Tournaments would bring revenue to city

Enid Sports has a goal of hosting six annual soccer tournaments, at a minimum.

“I’m hoping to get 150 teams. I think that’s very doable, and I think it’s very conservative. In fact, we may end up having to feed over into the old complex for overflow in the beginning of a tournament,” she said. “That would bring in revenue of a quarter of a million dollars a year, just on tournaments alone.”

The first tournament would probably be the Cosmos Cup. It’s a club-based tournament, Nelson said.

“They are very interested in branching out their club. They already have some teams here in Enid,” she said. “They’re looking into branching out their tournaments, and they would love to bring a Cosmos Cup tournament here to Enid.”

The city would gain nearly $50,000 in revenue on the one tournament, Nelson said.

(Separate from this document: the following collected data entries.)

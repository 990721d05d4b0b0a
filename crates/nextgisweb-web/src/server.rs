//! Running the HTTP server.

use axum::Router;

use nextgisweb_core::{NgwError, NgwResult};

/// Binds `addr` and serves `router` until the process is stopped.
pub async fn serve(router: Router, addr: &str) -> NgwResult<()> {
    let listener = tokio::net::TcpListener::bind(addr).await.map_err(|e| {
        NgwError::ImproperlyConfigured(format!("Failed to bind to {addr}: {e}"))
    })?;

    tracing::info!("Serving nextgisweb at http://{addr}/");

    axum::serve(listener, router)
        .await
        .map_err(|e| NgwError::InternalServerError(format!("Server error: {e}")))?;

    Ok(())
}

#[cfg(test)]
mod tests {
    use super::*;

    #[tokio::test]
    async fn test_bad_address() {
        let result = serve(Router::new(), "not an address").await;
        assert!(matches!(result, Err(NgwError::ImproperlyConfigured(_))));
    }
}
//! Built-in management commands.

mod initialize_db;
mod routes;
mod serve;

pub use initialize_db::InitializeDbCommand;
pub use routes::{route_table, RoutesCommand};
pub use serve::ServeCommand;

use crate::command::CommandRegistry;

/// Registers `serve`, `routes` and `initialize_db`.
pub fn register_builtin_commands(registry: &mut CommandRegistry) {
    registry.register(Box::new(ServeCommand));
    registry.register(Box::new(RoutesCommand));
    registry.register(Box::new(InitializeDbCommand));
}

$3 million donated for facility

Donors have given Enid Sports $3 million to help build the facility, but it will take more funds, Nelson said.

“I’m here today in hopes that you could add an infrastructure addition,” she said. “Our next steps are just trying to figure out the involvement that the city can provide, if any.

“I think it’s a no-brainer. I think everyone knows that sports generate revenue, and right now we have a lot of baseball fields, we have some football fields. Our soccer community is the largest group of people that we have in Enid, that play soccer, and their facilities are not so hot. I think it would be a really good investment for you, and I think knowing that it’s phased helps.”

It would be phased over 2 to 2.5 years, she said.

Elliott+Associates Architects has been selected as the architect on the project, and the engineer is Olsson Associates.

Nelson said Enid Sports is working to determine how much the soccer complex will cost to maintain.

It’s possible the city of Enid would own it, but it would be maintained and operated by Enid Sports, she said.

Field planned for school

The donors were very interested in building soccer fields on the east side of town. Nelson has spent the past year doing site evaluations at various sites.

“The east side is just so hilly, and it would take probably $1.5 to $2 million, depending on where, to move dirt around to make it even and level for a soccer field,” Nelson said.

Enid Sports and Enid Public Schools have partnered in building a budget for a field at Longfellow Middle School. The budget will be finalized by the end of the month.

“That’s very promising, and it’s very exciting for the community over there,” she said.